Warnfried Altmann, Organisator der Reihe und selbst Saxophonist, war von der Musik so begeistert, dass er nach dem Konzert auf die Bühne kam, um den "Tänzer am Piano" und den "Colossus am Saxophon" zu würdigen. "Hier waren große Musiker zu erleben", sagte er zur Verabschiedung der Band. 

Wie kommt der seltsame Bandname zustande, frage ich nach dem Konzert.
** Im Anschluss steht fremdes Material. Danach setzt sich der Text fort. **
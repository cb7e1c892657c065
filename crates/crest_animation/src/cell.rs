//! Animated value cells and joined transitions
//!
//! An [`AnimatedCell`] is an observable scalar with single-writer discipline:
//! the owning state object is the only writer, a render layer only reads.
//! Direct writes (`set_immediate`) cancel any in-flight animation, and
//! starting a new animation replaces the previous one, so two animations
//! never race on the same cell. Cancellation is silent; it is the expected
//! effect of interrupting a transition, not an error.
//!
//! A [`Transition`] joins several tracks (e.g. a header height and a layout
//! offset animated together) and reports finished only when every track has
//! settled. Cancelling the transition halts all of its tracks as a unit.

use smallvec::SmallVec;

use crate::easing::Easing;
use crate::scheduler::{SchedulerHandle, TrackId};
use crate::spring::{Spring, SpringConfig};
use crate::tween::Tween;

/// Timing descriptor for an animated transition.
///
/// The default is the spring variant, which is what "no explicit duration"
/// means throughout the configuration surface.
#[derive(Clone, Copy, Debug, PartialEq)]
pub enum AnimationSpec {
    /// Physics-based timing
    Spring(SpringConfig),
    /// Fixed-duration eased timing
    Tween { duration_ms: u32, easing: Easing },
}

impl Default for AnimationSpec {
    fn default() -> Self {
        AnimationSpec::Spring(SpringConfig::settle())
    }
}

impl AnimationSpec {
    /// Fixed-duration tween with the standard ease-in-out curve
    pub fn tween(duration_ms: u32) -> Self {
        AnimationSpec::Tween {
            duration_ms,
            easing: Easing::EaseInOut,
        }
    }

    /// Resolve an optional frame duration: `None` selects spring-based
    /// default timing, `Some(ms)` a fixed-duration tween.
    pub fn from_duration(duration_ms: Option<u32>) -> Self {
        match duration_ms {
            None => AnimationSpec::default(),
            Some(ms) => AnimationSpec::tween(ms),
        }
    }
}

/// An observable scalar that can be written directly or driven by one
/// scheduler-backed animation track at a time.
pub struct AnimatedCell {
    handle: SchedulerHandle,
    track: Option<TrackId>,
    /// Authoritative value while no track is live
    current: f32,
    /// Resting value of the most recent write or animation
    target: f32,
}

impl AnimatedCell {
    pub fn new(handle: SchedulerHandle, initial: f32) -> Self {
        Self {
            handle,
            track: None,
            current: initial,
            target: initial,
        }
    }

    /// Current value, mid-animation values included
    pub fn get(&self) -> f32 {
        match self.track {
            Some(track) => self.handle.track_value(track).unwrap_or(self.target),
            None => self.current,
        }
    }

    /// The value the cell is resting at or animating toward
    pub fn target(&self) -> f32 {
        self.target
    }

    /// Write directly, cancelling any in-flight animation.
    ///
    /// This is the primitive used by scroll-delta consumption: a drag always
    /// wins over an animation targeting the same value.
    pub fn set_immediate(&mut self, value: f32) {
        if let Some(track) = self.track.take() {
            self.handle.remove_track(track);
        }
        self.current = value;
        self.target = value;
    }

    /// Animate toward `target`, replacing any in-flight animation.
    ///
    /// An interrupted spring hands its velocity to the replacement so the
    /// value keeps moving naturally. Returns `None` when the cell is already
    /// resting at the target (nothing to animate) or the scheduler is gone
    /// (the value snaps to the target instead).
    pub fn animate_to(&mut self, target: f32, spec: AnimationSpec) -> Option<TrackId> {
        let from = self.get();
        let velocity = match self.track.take() {
            Some(TrackId::Spring(id)) => {
                let v = self.handle.spring_velocity(id).unwrap_or(0.0);
                self.handle.remove_spring(id);
                v
            }
            Some(track) => {
                self.handle.remove_track(track);
                0.0
            }
            None => 0.0,
        };

        self.current = from;
        self.target = target;

        if (target - from).abs() < 0.001 && velocity.abs() < f32::EPSILON {
            self.current = target;
            return None;
        }

        let track = match spec {
            AnimationSpec::Spring(config) => {
                let mut spring = Spring::with_velocity(config, from, velocity);
                spring.set_target(target);
                self.handle.register_spring(spring).map(TrackId::Spring)
            }
            AnimationSpec::Tween {
                duration_ms,
                easing,
            } => self
                .handle
                .register_tween(Tween::new(from, target, duration_ms, easing))
                .map(TrackId::Tween),
        };

        match track {
            Some(track) => {
                tracing::trace!(from, target, "cell animation started");
                self.track = Some(track);
                Some(track)
            }
            None => {
                // Scheduler gone: complete the transition instantly
                self.current = target;
                None
            }
        }
    }

    /// Cancel any in-flight animation, freezing the value where it is
    pub fn cancel(&mut self) {
        if let Some(track) = self.track.take() {
            let frozen = self.handle.track_value(track).unwrap_or(self.target);
            self.handle.remove_track(track);
            self.current = frozen;
            self.target = frozen;
        }
    }

    /// Check if an animation is currently driving this cell
    pub fn is_animating(&self) -> bool {
        match self.track {
            Some(track) => !self.handle.is_track_settled(track),
            None => false,
        }
    }
}

impl Drop for AnimatedCell {
    fn drop(&mut self) {
        if let Some(track) = self.track {
            self.handle.remove_track(track);
        }
    }
}

/// A joined set of animation tracks that finish and cancel together.
///
/// Finished only once **every** track has settled; `cancel` halts all tracks
/// as a unit so no sibling animation is left running when one is torn down.
#[derive(Clone)]
pub struct Transition {
    handle: SchedulerHandle,
    tracks: SmallVec<[TrackId; 2]>,
}

impl Transition {
    /// Join the given tracks; `None` entries were already at their target
    pub fn from_tracks(
        handle: SchedulerHandle,
        tracks: impl IntoIterator<Item = Option<TrackId>>,
    ) -> Self {
        Self {
            handle,
            tracks: tracks.into_iter().flatten().collect(),
        }
    }

    /// True once every joined track has settled (or was halted/removed)
    pub fn is_finished(&self) -> bool {
        self.tracks
            .iter()
            .all(|&track| self.handle.is_track_settled(track))
    }

    /// Halt every joined track in place.
    ///
    /// Values freeze mid-flight; owners polling the tracks observe them as
    /// settled at their current position.
    pub fn cancel(&self) {
        for &track in &self.tracks {
            self.handle.halt_track(track);
        }
        tracing::debug!(tracks = self.tracks.len(), "transition cancelled");
    }

    /// The scheduler tracks joined by this transition
    pub fn tracks(&self) -> &[TrackId] {
        &self.tracks
    }
}
//! Nested-scroll coordination
//!
//! [`ScrollCoordinator`] wires the scaffold into a host gesture source: every
//! raw scroll delta runs pre-scroll → body scroll → post-scroll, gesture end
//! runs the fling pipeline and then the snap decision. The host's body
//! scrolling is reached through the [`BodyScroll`] trait; the coordinator
//! never lays the body out or owns its position.

use crest_animation::{AnimationSpec, SchedulerHandle, Transition};

use crate::config::ScaffoldConfig;
use crate::fling::{DecayFling, FlingBehavior};
use crate::gesture::{gesture_events, GestureState, StateTransitions};
use crate::scaffold::ScaffoldState;
use crate::snap::SnapController;

/// The scrollable body collaborator.
///
/// `scroll_by` applies a signed delta (negative scrolls content upward) and
/// returns the portion actually consumed; the extents let the coordinator
/// detect a body that does not fill its viewport.
pub trait BodyScroll {
    fn scroll_by(&mut self, delta: f32) -> f32;
    fn content_height(&self) -> f32;
    fn viewport_height(&self) -> f32;
}

/// Where one scroll delta went
#[derive(Debug, Clone, Copy, Default, PartialEq)]
pub struct ScrollReport {
    /// Consumed by the strategy before the body saw the delta
    pub pre_consumed: f32,
    /// Consumed by the body's own scrolling
    pub body_consumed: f32,
    /// Overscroll absorbed after the body
    pub post_consumed: f32,
}

impl ScrollReport {
    pub fn total_consumed(&self) -> f32 {
        self.pre_consumed + self.body_consumed + self.post_consumed
    }
}

/// Outcome of a gesture end
pub struct FlingOutcome {
    /// Velocity left after toolbar, body, and overscroll all had their turn
    pub leftover_velocity: f32,
    /// Snap settle started by the controller, if any
    pub snap: Option<Transition>,
}

/// Drives a scaffold from raw scroll gestures
pub struct ScrollCoordinator {
    scaffold: ScaffoldState,
    snap: Option<SnapController>,
    fling: Box<dyn FlingBehavior>,
    gesture: GestureState,
    enabled: bool,
    expand_when_body_unfilled: bool,
    animation: AnimationSpec,
}

impl ScrollCoordinator {
    pub fn new(handle: &SchedulerHandle, config: ScaffoldConfig) -> Self {
        Self {
            scaffold: ScaffoldState::with_strategy(handle, config.strategy),
            snap: config.snap.map(SnapController::new),
            fling: Box::new(DecayFling::default()),
            gesture: GestureState::Idle,
            enabled: config.enabled,
            expand_when_body_unfilled: config.expand_when_body_unfilled,
            animation: config.animation,
        }
    }

    /// Swap in a host-provided fling decay
    pub fn with_fling_behavior(mut self, fling: Box<dyn FlingBehavior>) -> Self {
        self.fling = fling;
        self
    }

    pub fn scaffold(&self) -> &ScaffoldState {
        &self.scaffold
    }

    pub fn scaffold_mut(&mut self) -> &mut ScaffoldState {
        &mut self.scaffold
    }

    pub fn gesture(&self) -> GestureState {
        self.gesture
    }

    /// Route one scroll delta through pre-scroll, the body, and post-scroll.
    ///
    /// With coordination disabled the body receives the whole delta.
    pub fn dispatch_scroll(&mut self, delta: f32, body: &mut dyn BodyScroll) -> ScrollReport {
        if !self.enabled {
            return ScrollReport {
                body_consumed: body.scroll_by(delta),
                ..Default::default()
            };
        }

        self.transition_gesture(gesture_events::DRAG);
        if let Some(snap) = &mut self.snap {
            snap.on_drag();
        }

        let pre_consumed = self.scaffold.pre_scroll(delta);
        let body_consumed = body.scroll_by(delta - pre_consumed);
        let post_consumed = self.scaffold.post_scroll(delta - pre_consumed - body_consumed);

        let report = ScrollReport {
            pre_consumed,
            body_consumed,
            post_consumed,
        };
        tracing::trace!(delta, ?report, "scroll dispatched");
        report
    }

    /// Finger lifted with the given velocity: run the fling pipeline
    /// (strategy pre-fling → body fling → strategy post-fling), then let the
    /// snap controller settle the toolbar.
    pub fn finish_gesture(&mut self, velocity: f32, body: &mut dyn BodyScroll) -> FlingOutcome {
        if !self.enabled {
            let leftover = self
                .fling
                .perform_fling(velocity, &mut |delta| body.scroll_by(delta));
            return FlingOutcome {
                leftover_velocity: leftover,
                snap: None,
            };
        }

        let after_pre = self.scaffold.pre_fling(&*self.fling, velocity);
        let after_body = self
            .fling
            .perform_fling(after_pre, &mut |delta| body.scroll_by(delta));
        let leftover_velocity = self.scaffold.post_fling(&*self.fling, after_body);

        let snap = match &mut self.snap {
            Some(snap) => snap.on_gesture_end(velocity, &mut self.scaffold),
            None => None,
        };

        // The decay above ran synchronously, so a fling without a snap is
        // already settled by the time we report it.
        if snap.is_some() {
            self.transition_gesture(gesture_events::SNAP);
        } else if velocity.abs() > f32::EPSILON {
            self.transition_gesture(gesture_events::FLING);
            self.transition_gesture(gesture_events::SETTLED);
        } else {
            self.transition_gesture(gesture_events::DRAG_END);
        }

        FlingOutcome {
            leftover_velocity,
            snap,
        }
    }

    /// Tell the coordinator a fling or snap animation came to rest
    pub fn note_settled(&mut self) {
        self.transition_gesture(gesture_events::SETTLED);
    }

    /// Auto-expand when the body's content does not fill its viewport.
    ///
    /// Call after body content changes. Returns the started transition, or
    /// `None` when the body fills the viewport, the toolbar is already fully
    /// expanded, or the behavior is switched off.
    pub fn sync_body_fill(&mut self, body: &dyn BodyScroll) -> Option<Transition> {
        if !self.enabled || !self.expand_when_body_unfilled {
            return None;
        }
        if body.content_height() > body.viewport_height() {
            return None;
        }
        if self.scaffold.total_progress() >= 1.0 {
            return None;
        }
        tracing::debug!("body unfilled, auto-expanding toolbar");
        Some(self.scaffold.expand(self.animation))
    }

    fn transition_gesture(&mut self, event: u32) {
        if let Some(next) = self.gesture.on_event(event) {
            tracing::trace!(from = ?self.gesture, to = ?next, "gesture transition");
            self.gesture = next;
        }
    }
}

#[cfg(test)]
mod tests {
    use super::*;
    use crate::snap::SnapConfig;
    use crate::strategy::ScrollStrategy;
    use crest_animation::AnimationScheduler;

    /// Scrollable body with its own position: 0 = at top
    struct SimBody {
        scrolled: f32,
        content: f32,
        viewport: f32,
    }

    impl SimBody {
        fn new(content: f32, viewport: f32) -> Self {
            Self {
                scrolled: 0.0,
                content,
                viewport,
            }
        }

        fn max_scroll(&self) -> f32 {
            (self.content - self.viewport).max(0.0)
        }
    }

    impl BodyScroll for SimBody {
        fn scroll_by(&mut self, delta: f32) -> f32 {
            // Negative delta scrolls content up (away from the top)
            let next = (self.scrolled - delta).clamp(0.0, self.max_scroll());
            let consumed = self.scrolled - next;
            self.scrolled = next;
            consumed
        }

        fn content_height(&self) -> f32 {
            self.content
        }

        fn viewport_height(&self) -> f32 {
            self.viewport
        }
    }

    fn coordinator(
        strategy: ScrollStrategy,
        config: impl FnOnce(ScaffoldConfig) -> ScaffoldConfig,
    ) -> (AnimationScheduler, ScrollCoordinator) {
        let scheduler = AnimationScheduler::new();
        let mut coordinator =
            ScrollCoordinator::new(&scheduler.handle(), config(ScaffoldConfig::new(strategy)));
        coordinator
            .scaffold_mut()
            .toolbar_mut()
            .set_bounds(100.0, 300.0)
            .unwrap();
        (scheduler, coordinator)
    }

    fn run_to_rest(scheduler: &AnimationScheduler) {
        for _ in 0..600 {
            if !scheduler.advance(1.0 / 60.0) {
                break;
            }
        }
    }

    #[test]
    fn test_collapse_before_body_scrolls() {
        let (_s, mut coordinator) = coordinator(ScrollStrategy::ExitUntilCollapsed, |c| c);
        let mut body = SimBody::new(2000.0, 600.0);

        // Toolbar absorbs the first drag entirely
        let report = coordinator.dispatch_scroll(-150.0, &mut body);
        assert_eq!(report.pre_consumed, -150.0);
        assert_eq!(report.body_consumed, 0.0);
        assert_eq!(body.scrolled, 0.0);
        assert_eq!(coordinator.gesture(), GestureState::Dragging);

        // Second drag: toolbar bottoms out at min height, body takes the rest
        let report = coordinator.dispatch_scroll(-200.0, &mut body);
        assert_eq!(report.pre_consumed, -50.0);
        assert_eq!(report.body_consumed, -150.0);
        assert_eq!(report.total_consumed(), -200.0);
        assert_eq!(body.scrolled, 150.0);
        assert_eq!(coordinator.scaffold().toolbar().height(), 100.0);
    }

    #[test]
    fn test_body_scrolls_back_before_toolbar_regrows() {
        let (_s, mut coordinator) = coordinator(ScrollStrategy::EnterAlwaysCollapsed, |c| c);
        let mut body = SimBody::new(2000.0, 600.0);

        coordinator.dispatch_scroll(-300.0, &mut body); // collapse height
        coordinator.dispatch_scroll(-100.0, &mut body); // hide via offset
        coordinator.dispatch_scroll(-200.0, &mut body); // body scrolls
        assert_eq!(coordinator.scaffold().toolbar().height(), 100.0);
        assert_eq!(coordinator.scaffold().offset_y(), -100.0);
        assert!(body.scrolled > 0.0);

        // Scroll down: the collapsed bar reveals first
        let report = coordinator.dispatch_scroll(60.0, &mut body);
        assert_eq!(report.pre_consumed, 60.0);
        assert_eq!(coordinator.scaffold().offset_y(), -40.0);

        // Reveal finishes, then the body unwinds back to its top
        coordinator.dispatch_scroll(40.0, &mut body);
        assert_eq!(coordinator.scaffold().offset_y(), 0.0);

        let report = coordinator.dispatch_scroll(300.0, &mut body);
        assert_eq!(report.body_consumed, 300.0);
        assert_eq!(body.scrolled, 0.0);

        // Body at its top: leftover overscroll regrows the toolbar
        let report = coordinator.dispatch_scroll(150.0, &mut body);
        assert_eq!(report.body_consumed, 0.0);
        assert_eq!(report.post_consumed, 150.0);
        assert_eq!(coordinator.scaffold().toolbar().height(), 250.0);
    }

    #[test]
    fn test_disabled_coordinator_passes_everything_to_body() {
        let (_s, mut coordinator) =
            coordinator(ScrollStrategy::ExitUntilCollapsed, |c| c.enabled(false));
        let mut body = SimBody::new(2000.0, 600.0);

        let report = coordinator.dispatch_scroll(-150.0, &mut body);
        assert_eq!(report.pre_consumed, 0.0);
        assert_eq!(report.body_consumed, -150.0);
        assert_eq!(coordinator.scaffold().toolbar().height(), 300.0);
        assert_eq!(coordinator.gesture(), GestureState::Idle);
    }

    #[test]
    fn test_slow_release_snaps_and_settles() {
        let (scheduler, mut coordinator) =
            coordinator(ScrollStrategy::ExitUntilCollapsed, |c| {
                c.with_snap(SnapConfig::new(0.5, 0.5).unwrap())
            });
        let mut body = SimBody::new(2000.0, 600.0);

        // Drag most of the collapsible range away, then release gently
        coordinator.dispatch_scroll(-180.0, &mut body);
        let outcome = coordinator.finish_gesture(0.0, &mut body);

        let snap = outcome.snap.expect("low progress snaps to collapsed");
        assert_eq!(coordinator.gesture(), GestureState::Snapping);

        run_to_rest(&scheduler);
        assert!(snap.is_finished());
        assert_eq!(coordinator.scaffold().toolbar().height(), 100.0);

        coordinator.note_settled();
        assert_eq!(coordinator.gesture(), GestureState::Idle);
    }

    #[test]
    fn test_fast_fling_reaches_body_and_skips_snap() {
        let (_s, mut coordinator) = coordinator(ScrollStrategy::ExitUntilCollapsed, |c| {
            c.with_snap(SnapConfig::new(0.5, 0.5).unwrap())
        });
        let mut body = SimBody::new(5000.0, 600.0);

        let outcome = coordinator.finish_gesture(-3000.0, &mut body);

        // Toolbar collapsed during pre-fling, body continued the fling
        assert_eq!(coordinator.scaffold().toolbar().height(), 100.0);
        assert!(body.scrolled > 0.0);
        assert!(outcome.snap.is_none());
        assert_eq!(outcome.leftover_velocity, 0.0);
    }

    #[test]
    fn test_unfilled_body_auto_expands() {
        let (scheduler, mut coordinator) = coordinator(ScrollStrategy::ExitUntilCollapsed, |c| c);
        let mut short_body = SimBody::new(400.0, 600.0);

        coordinator.dispatch_scroll(-200.0, &mut short_body);
        assert_eq!(coordinator.scaffold().toolbar().height(), 100.0);

        let transition = coordinator
            .sync_body_fill(&short_body)
            .expect("short body should trigger expand");
        run_to_rest(&scheduler);
        assert!(transition.is_finished());
        assert_eq!(coordinator.scaffold().toolbar().height(), 300.0);

        // Already expanded: nothing more to do
        assert!(coordinator.sync_body_fill(&short_body).is_none());
    }

    #[test]
    fn test_unfilled_check_respects_opt_out() {
        let (_s, mut coordinator) = coordinator(ScrollStrategy::ExitUntilCollapsed, |c| {
            c.expand_when_body_unfilled(false)
        });
        let mut short_body = SimBody::new(400.0, 600.0);

        coordinator.dispatch_scroll(-200.0, &mut short_body);
        assert!(coordinator.sync_body_fill(&short_body).is_none());
        assert_eq!(coordinator.scaffold().toolbar().height(), 100.0);
    }
}
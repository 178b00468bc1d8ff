//! SQLite storage backend for the plugin provisioning workspace.
//!
//! Implements the `plugin-installer-core` storage traits over
//! [`rusqlite`], with prefix-namespaced authorization tables so several
//! isolated installations can share one database file.
//!
//! # Quick start
//!
//! ```
//! use plugin_installer_sqlite::SqliteStore;
//! use rusqlite::Connection;
//!
//! let conn = Connection::open_in_memory().unwrap();
//! let store = SqliteStore::new(conn, "wolf_").unwrap();
//! store.setup().unwrap();
//! ```
//!
//! The store is then handed to `plugin_installer::Installer`, which is
//! generic over the core traits and never touches `rusqlite` directly.

mod schema;
mod store;

pub use schema::{generate_drop_sql, generate_schema_sql};
pub use store::SqliteStore;
//! Install abort protocol.
//!
//! When an install or uninstall script hits a failure it cannot proceed
//! past, these functions record the consequences and hand the orchestrator
//! an [`Abort`] signal to interpret. The asymmetry is deliberate: a failed
//! install must not leave a half-registered plugin, so the registry entry
//! is removed and persisted before the halt signal is returned; a failed
//! uninstall leaves the plugin registered so the operator can retry from
//! the settings view.

use plugin_installer_core::{NoticeKind, Notifier};
use tracing::{debug, warn};

use crate::registry::PluginRegistry;

/// Route of the settings view a failed uninstall redirects to.
pub const SETTINGS_ROUTE: &str = "setting";

/// Terminal signal returned by the abort protocol.
///
/// The orchestrator interprets this instead of the core terminating the
/// process itself: `Halt` means stop the install sequence entirely,
/// `Redirect` means transfer the request flow to the named route.
#[must_use = "the orchestrator must act on the abort signal"]
#[derive(Debug, Clone, PartialEq, Eq)]
pub enum Abort {
    /// Stop the install sequence; no further script code may run.
    Halt {
        /// The failure message, also queued on the notification channel.
        message: String,
    },
    /// Transfer the request flow to `route`.
    Redirect { route: String, message: String },
}

/// Aborts a failed plugin install.
///
/// Removes the plugin's registry entry, persists the registry, queues
/// `message` as an error notification, and returns [`Abort::Halt`]. A
/// registry persist failure is logged but does not stop the abort — the
/// in-memory de-registration and the halt signal matter more than the
/// write.
///
/// Callers pass either an explicit message or the `Display` rendering of
/// the [`InstallError`](plugin_installer_core::InstallError) that stopped
/// their script.
pub fn fail_install(
    registry: &mut PluginRegistry,
    notifier: &mut dyn Notifier,
    plugin: &str,
    message: impl Into<String>,
) -> Abort {
    let message = message.into();
    debug!(plugin, message = %message, "Aborting plugin install");

    registry.remove(plugin);
    if let Err(e) = registry.persist() {
        warn!(plugin, error = %e, "Could not persist plugin registry during install abort");
    }

    notifier.set(NoticeKind::Error, &message);
    Abort::Halt { message }
}

/// Aborts a failed plugin uninstall.
///
/// Queues `message` as an error notification and returns
/// [`Abort::Redirect`] to the settings view. The plugin registry is left
/// untouched: an uninstall failure does not un-register the plugin.
pub fn fail_uninstall(
    notifier: &mut dyn Notifier,
    plugin: &str,
    message: impl Into<String>,
) -> Abort {
    let message = message.into();
    debug!(plugin, message = %message, "Aborting plugin uninstall");

    notifier.set(NoticeKind::Error, &message);
    Abort::Redirect {
        route: SETTINGS_ROUTE.to_string(),
        message,
    }
}
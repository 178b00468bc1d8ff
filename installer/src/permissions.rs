//! Permission set reconciliation.
//!
//! Create/remove operate on comma-separated name lists and converge on the
//! desired state: names already present (on create) or already absent (on
//! remove) are silently skipped. Removal is cascade-safe — grant links go
//! first, with a zero-count check after every delete.

use plugin_installer_core::{
    AuthStore, EntityKind, InstallError, LinkFilter, LinkTable, Permission, Result, split_names,
};
use tracing::debug;

use crate::Installer;

impl<S: AuthStore> Installer<S> {
    /// Creates every permission in a comma-separated list that does not
    /// already exist.
    ///
    /// Stops at the first insertion failure; permissions created earlier in
    /// the list stay created (no rollback).
    ///
    /// # Errors
    ///
    /// Returns [`InstallError::InsertFailed`] naming the first permission
    /// the backend rejected.
    ///
    /// # Examples
    ///
    /// ```
    /// # use plugin_installer::Installer;
    /// # use plugin_installer_sqlite::SqliteStore;
    /// # let conn = rusqlite::Connection::open_in_memory().unwrap();
    /// # let store = SqliteStore::new(conn, "wolf_").unwrap();
    /// # store.setup().unwrap();
    /// # let installer = Installer::new(store);
    /// installer.create_permissions("gallery_view, gallery_edit").unwrap();
    /// // Converges: calling again creates nothing and succeeds.
    /// installer.create_permissions("gallery_view, gallery_edit").unwrap();
    /// ```
    pub fn create_permissions(&self, permissions: &str) -> Result<()> {
        for name in split_names(permissions) {
            if self.store.find_permission(name)?.is_some() {
                continue;
            }
            debug!(permission = name, "Creating permission");
            if !self.store.insert_permission(name)? {
                return Err(InstallError::InsertFailed(
                    EntityKind::Permission,
                    name.to_string(),
                ));
            }
        }
        Ok(())
    }

    /// Removes every permission in a comma-separated list that exists,
    /// cascading through its grant links first.
    ///
    /// Absent names are skipped, so removal never fails on a permission
    /// that is already gone. Stops at the first verification failure.
    ///
    /// # Errors
    ///
    /// - [`InstallError::LinkRemovalFailed`] if grant links survive their
    ///   delete
    /// - [`InstallError::EntityRemovalFailed`] if the permission row
    ///   survives its own delete
    pub fn remove_permissions(&self, permissions: &str) -> Result<()> {
        for name in split_names(permissions) {
            if let Some(p) = self.store.find_permission(name)? {
                debug!(permission = name, "Removing permission");
                self.remove_permission_entry(&p)?;
            }
        }
        Ok(())
    }

    /// Renames a permission and verifies the new name resolves.
    ///
    /// The target name is deliberately not checked for uniqueness first;
    /// renaming onto a name that already exists succeeds and leaves two
    /// permissions with that name.
    ///
    /// # Errors
    ///
    /// - [`InstallError::NotFound`] if `permission` does not resolve
    /// - [`InstallError::RenameVerificationFailed`] if `new_name` does not
    ///   resolve after the write
    pub fn rename_permission(&self, permission: &str, new_name: &str) -> Result<()> {
        let permission = permission.trim();
        let new_name = new_name.trim();

        let Some(p) = self.store.find_permission(permission)? else {
            return Err(InstallError::NotFound(
                EntityKind::Permission,
                permission.to_string(),
            ));
        };

        self.store.rename_permission(p.id, new_name)?;

        if self.store.find_permission(new_name)?.is_none() {
            return Err(InstallError::RenameVerificationFailed {
                kind: EntityKind::Permission,
                from: permission.to_string(),
                to: new_name.to_string(),
            });
        }
        Ok(())
    }

    /// Cascade-safe removal of one resolved permission: grant links, link
    /// count check, owning row, row count check. Any nonzero count aborts
    /// with the entity intact from the caller's point of view.
    fn remove_permission_entry(&self, p: &Permission) -> Result<()> {
        self.store
            .delete_links(LinkTable::RolePermission, LinkFilter::Permission(p.id))?;
        if self
            .store
            .count_links(LinkTable::RolePermission, LinkFilter::Permission(p.id))?
            > 0
        {
            return Err(InstallError::LinkRemovalFailed {
                table: LinkTable::RolePermission,
                name: p.name.clone(),
            });
        }

        self.store.delete_permission(p.id)?;
        if self.store.count_permissions(p.id)? > 0 {
            return Err(InstallError::EntityRemovalFailed(
                EntityKind::Permission,
                p.name.clone(),
            ));
        }
        Ok(())
    }
}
Der geht auf nichts weniger als bedeutende Schriften des Altertums zurück, erklärt Alex Sgobbio (man kennt so etwas heute noch aus Wochenabschnitten der Bibel, die im Gottesdienst gelesen werden. "Perikopen sind wichtige Abschnitte aus solchen Werken, die zitiert werden, und wir meinten damit bestimmte Teile der Musik damit, die wir in unseren Konzerten ebenfalls 'zitieren'". Das +1 war dann der Schlagzeuger Nick Wight, der zum ursprünglichen Duo hinzukam. (Zun heutigen Konzert schaffte er es nicht aus den USA nach Deutschland zu kommen, stattdessen saß dann Ruben Bellavia an den Drums.)